The federal government should be the one footing the bill for lockdowns, Alan Kohler writes.

The federal government should be the one footing the bill for lockdowns, Alan Kohler writes. Photo: Getty/TND

Friday’s announcement that we want 70 to 80 per cent of the population to be vaccinated was reported as news, but that’s been the global standard for at least 12 months, and it was never going to be anything else.

The only news in the update of the four-phase exit plan was the removal of the phrase “no lockdowns”, which had been a centrepiece of the first plan on July 2.

There will now be the possibility of various forms of lockdown all the way through, under the new plan unveiled by Scott Morrison on Friday.

That was not only another statement of the obvious, it’s not something he has any control over or that anyone can predict.

The states do lockdowns in response to what’s happening at the time, so statements about receding lockdowns at various stages of the national exit plan are just wishful predictions.

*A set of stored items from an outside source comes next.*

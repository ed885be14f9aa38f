//! Normalized cross-correlation, maximum over all lags.
//!
//! Computed per trial via FFT (linear correlation through zero padding),
//! normalized by the signal energies, then averaged over trials.

use std::sync::Arc;

use rustfft::num_complex::Complex64;
use rustfft::{Fft, FftPlanner};

use crate::error::ConnectivityError;
use crate::method::ConnectivityMethod;
use crate::metric::ConnectivityMetric;
use crate::metrics::{time_domain_network, EPS};
use crate::network::Network;
use crate::settings::ConnectivitySettings;

/// Normalized cross-correlation (`XCOR`).
#[derive(Debug, Default)]
pub struct CrossCorrelation;

impl CrossCorrelation {
    /// Create a new cross-correlation metric.
    #[must_use]
    pub fn new() -> Self {
        Self
    }
}

fn centered(x: &[f64]) -> (Vec<f64>, f64) {
    let mean = x.iter().sum::<f64>() / x.len() as f64;
    let centered: Vec<f64> = x.iter().map(|&v| v - mean).collect();
    let energy = centered.iter().map(|v| v * v).sum::<f64>();
    (centered, energy)
}

fn spectrum(x: &[f64], fft_len: usize, fft: &Arc<dyn Fft<f64>>) -> Vec<Complex64> {
    let mut buf: Vec<Complex64> = x.iter().map(|&v| Complex64::new(v, 0.0)).collect();
    buf.resize(fft_len, Complex64::new(0.0, 0.0));
    fft.process(&mut buf);
    buf
}

/// Maximum absolute normalized cross-correlation over all lags.
fn max_xcorr(
    x: &[f64],
    y: &[f64],
    fft_len: usize,
    fft: &Arc<dyn Fft<f64>>,
    ifft: &Arc<dyn Fft<f64>>,
) -> f64 {
    let (cx, ex) = centered(x);
    let (cy, ey) = centered(y);
    let norm = (ex * ey).sqrt();
    if norm <= EPS {
        return 0.0;
    }
    let sx = spectrum(&cx, fft_len, fft);
    let sy = spectrum(&cy, fft_len, fft);
    let mut cross: Vec<Complex64> = sx
        .iter()
        .zip(&sy)
        .map(|(a, b)| *a * b.conj())
        .collect();
    ifft.process(&mut cross);
    let scale = 1.0 / fft_len as f64;
    cross
        .iter()
        .map(|c| (c.re * scale).abs())
        .fold(0.0, f64::max)
        / norm
}

impl ConnectivityMetric for CrossCorrelation {
    fn method(&self) -> ConnectivityMethod {
        ConnectivityMethod::CrossCorrelation
    }

    fn compute(&self, settings: &mut ConnectivitySettings) -> Result<Network, ConnectivityError> {
        let n_samples = settings.n_samples();
        // Zero padding to 2n-1 keeps the correlation linear, not circular.
        let fft_len = (2 * n_samples.max(1) - 1).next_power_of_two();
        let mut planner = FftPlanner::new();
        let fft = planner.plan_fft_forward(fft_len);
        let ifft = planner.plan_fft_inverse(fft_len);

        time_domain_network(self.method(), settings, |settings, i, j| {
            let mut sum = 0.0;
            for trial in settings.used_trials() {
                sum += max_xcorr(trial.row(i), trial.row(j), fft_len, &fft, &ifft);
            }
            Ok(sum / settings.n_trials_used() as f64)
        })
    }
}
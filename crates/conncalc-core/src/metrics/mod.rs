//! Metric implementations, one module per method.

pub mod coherence;
pub mod coherency;
pub mod correlation;
pub mod cross_correlation;
pub mod debiased_squared_weighted_phase_lag_index;
pub mod phase_lag_index;
pub mod phase_locking_value;
pub mod unbiased_squared_phase_lag_index;
pub mod weighted_phase_lag_index;

pub use coherence::Coherence;
pub use coherency::ImagCoherence;
pub use correlation::Correlation;
pub use cross_correlation::CrossCorrelation;
pub use debiased_squared_weighted_phase_lag_index::DebiasedSquaredWeightedPhaseLagIndex;
pub use phase_lag_index::PhaseLagIndex;
pub use phase_locking_value::PhaseLockingValue;
pub use unbiased_squared_phase_lag_index::UnbiasedSquaredPhaseLagIndex;
pub use weighted_phase_lag_index::WeightedPhaseLagIndex;

use rayon::prelude::*;

use crate::error::ConnectivityError;
use crate::method::ConnectivityMethod;
use crate::metric::{channel_pairs, validate_input};
use crate::network::{Network, NetworkEdge};
use crate::settings::ConnectivitySettings;
use crate::spectral;

/// Magnitudes below this are treated as zero when normalizing.
pub(crate) const EPS: f64 = 1e-12;

/// Build a spectral network: validate, fill the spectra cache, then compute
/// per-bin edge weights for every channel pair in parallel.
pub(crate) fn spectral_network<F>(
    method: ConnectivityMethod,
    settings: &mut ConnectivitySettings,
    per_pair: F,
) -> Result<Network, ConnectivityError>
where
    F: Fn(&ConnectivitySettings, usize, usize) -> Result<Vec<f64>, ConnectivityError> + Sync,
{
    validate_input(settings)?;
    spectral::ensure_spectra(settings)?;
    let snapshot: &ConnectivitySettings = settings;
    let edges = channel_pairs(snapshot.n_channels())
        .into_par_iter()
        .map(|(i, j)| {
            per_pair(snapshot, i, j).map(|weights| NetworkEdge {
                source: i,
                target: j,
                weights,
            })
        })
        .collect::<Result<Vec<_>, _>>()?;
    let mut network = Network::new(method, snapshot.n_channels(), snapshot.bin_hz());
    for edge in edges {
        network.push_edge(edge);
    }
    Ok(network)
}

/// Build a time-domain network: one scalar weight per channel pair.
pub(crate) fn time_domain_network<F>(
    method: ConnectivityMethod,
    settings: &ConnectivitySettings,
    per_pair: F,
) -> Result<Network, ConnectivityError>
where
    F: Fn(&ConnectivitySettings, usize, usize) -> Result<f64, ConnectivityError> + Sync,
{
    validate_input(settings)?;
    let edges = channel_pairs(settings.n_channels())
        .into_par_iter()
        .map(|(i, j)| {
            per_pair(settings, i, j).map(|weight| NetworkEdge {
                source: i,
                target: j,
                weights: vec![weight],
            })
        })
        .collect::<Result<Vec<_>, _>>()?;
    let mut network = Network::new(method, settings.n_channels(), 0.0);
    for edge in edges {
        network.push_edge(edge);
    }
    Ok(network)
}
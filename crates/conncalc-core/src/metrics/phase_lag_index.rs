//! Phase lag index: `PLI(k) = |<sign(Im CSD(k))>|` over trials.

use crate::error::ConnectivityError;
use crate::method::ConnectivityMethod;
use crate::metric::ConnectivityMetric;
use crate::metrics::spectral_network;
use crate::network::Network;
use crate::settings::ConnectivitySettings;
use crate::spectral;

/// Phase lag index (`PLI`).
#[derive(Debug, Default)]
pub struct PhaseLagIndex;

impl PhaseLagIndex {
    /// Create a new phase lag index metric.
    #[must_use]
    pub fn new() -> Self {
        Self
    }
}

/// Sign with `sign(0) = 0`.
pub(crate) fn sign(x: f64) -> f64 {
    if x > 0.0 {
        1.0
    } else if x < 0.0 {
        -1.0
    } else {
        0.0
    }
}

/// Per-bin PLI weights for one channel pair.
pub(crate) fn pli_weights(
    settings: &ConnectivitySettings,
    i: usize,
    j: usize,
) -> Result<Vec<f64>, ConnectivityError> {
    let mut acc = vec![0.0; settings.n_bins()];
    let count = spectral::for_each_trial_csd(settings, i, j, |csd| {
        for (slot, c) in acc.iter_mut().zip(csd) {
            *slot += sign(c.im);
        }
    })?;
    let scale = 1.0 / count as f64;
    Ok(acc.into_iter().map(|s| (s * scale).abs()).collect())
}

impl ConnectivityMetric for PhaseLagIndex {
    fn method(&self) -> ConnectivityMethod {
        ConnectivityMethod::PhaseLagIndex
    }

    fn compute(&self, settings: &mut ConnectivitySettings) -> Result<Network, ConnectivityError> {
        spectral_network(self.method(), settings, pli_weights)
    }
}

The rate of vaccination is out of Mr Morrison’s hands now as well: The orders for more doses are in, and getting vaccinated is voluntary.

Whether we reach 80 per cent is simply a matter of supply and demand.

It should also be a matter of whether we vaccinate children. About 20 per cent of the Australian population is under 14, so reaching 80 per cent means vaccinating 100 per cent of everyone else if under-14s remain unvaccinated.

The placard at a recent protest that read “Christ’s blood is my vaccine” suggests that may be difficult.

Financial support left wanting

So the plan is to avoid all that by going for 80 per cent of adults, which is less than 60 per cent of the population, and not enough to safely open up. And even that is out of the government’s hands now.

The only thing Scott Morrison has any control over is financial support for those affected by state lockdowns, but Friday’s removal of the phrase “no lockdowns”, and replacement by predictions of more lockdowns, was unaccompanied by a plan for providing that.

Lockdowns are by far the most expensive way to control a pandemic, especially when compared to $4 a dose for the AstraZeneca vaccine, or even the $40 per dose cost of Pfizer.

Last year’s lockdowns were only briefly painful for the economy because of the JobKeeper program, at a cost of $93 billion.

It was both great policy and a debacle: It saved the economy because of its speed and generosity, and saved hundreds of thousands of people and businesses from going under, but too much of the money was stolen from under the government’s noses.

Almost every day a new story reveals more details about how the scheme was mismanaged and rorted.

If any scandal ever deserved a royal commission, it’s this.

The money for JobKeeper was provided by the Australian Office of Financial Management (AOFM) auctioning bonds roughly twice a week for a total of $160 billion.

The cash was deposited in the government’s cheque account with the Reserve Bank as it was raised.

A bit more than $30 billion of that went towards funding the government’s normal (deficit) operations last year and paying for vaccines, and $30 billion is still in the bank unspent.

But most of it went on JobKeeper.

Separately, the Reserve Bank has bought about $160 billion worth of government bonds over the same period, using money it created.

What a coincidence! Government sells $160 billion in bonds; RBA buys $160 billion in bonds.

It looks like Modern Monetary Theory in practice – that is, printing money to fund the government – but it’s not really: The RBA is doing it to hold down interest rates, not to give the government money.

But it does mean the AOFM pays lower interest rates than it would have done and that raising the money from the market is no problem at all, because the buyers all know they can unload them to the RBA for a quick profit.

Treasurer Josh Frydenberg has ruled out bringing back JobKeeper. Photo: AAP

Lockdown cost immutable

At the moment, the AOFM is only selling $700 million in bonds every couple of days instead of $2 billion per auction as it was last year, because this year’s lockdowns are costing the government a lot less.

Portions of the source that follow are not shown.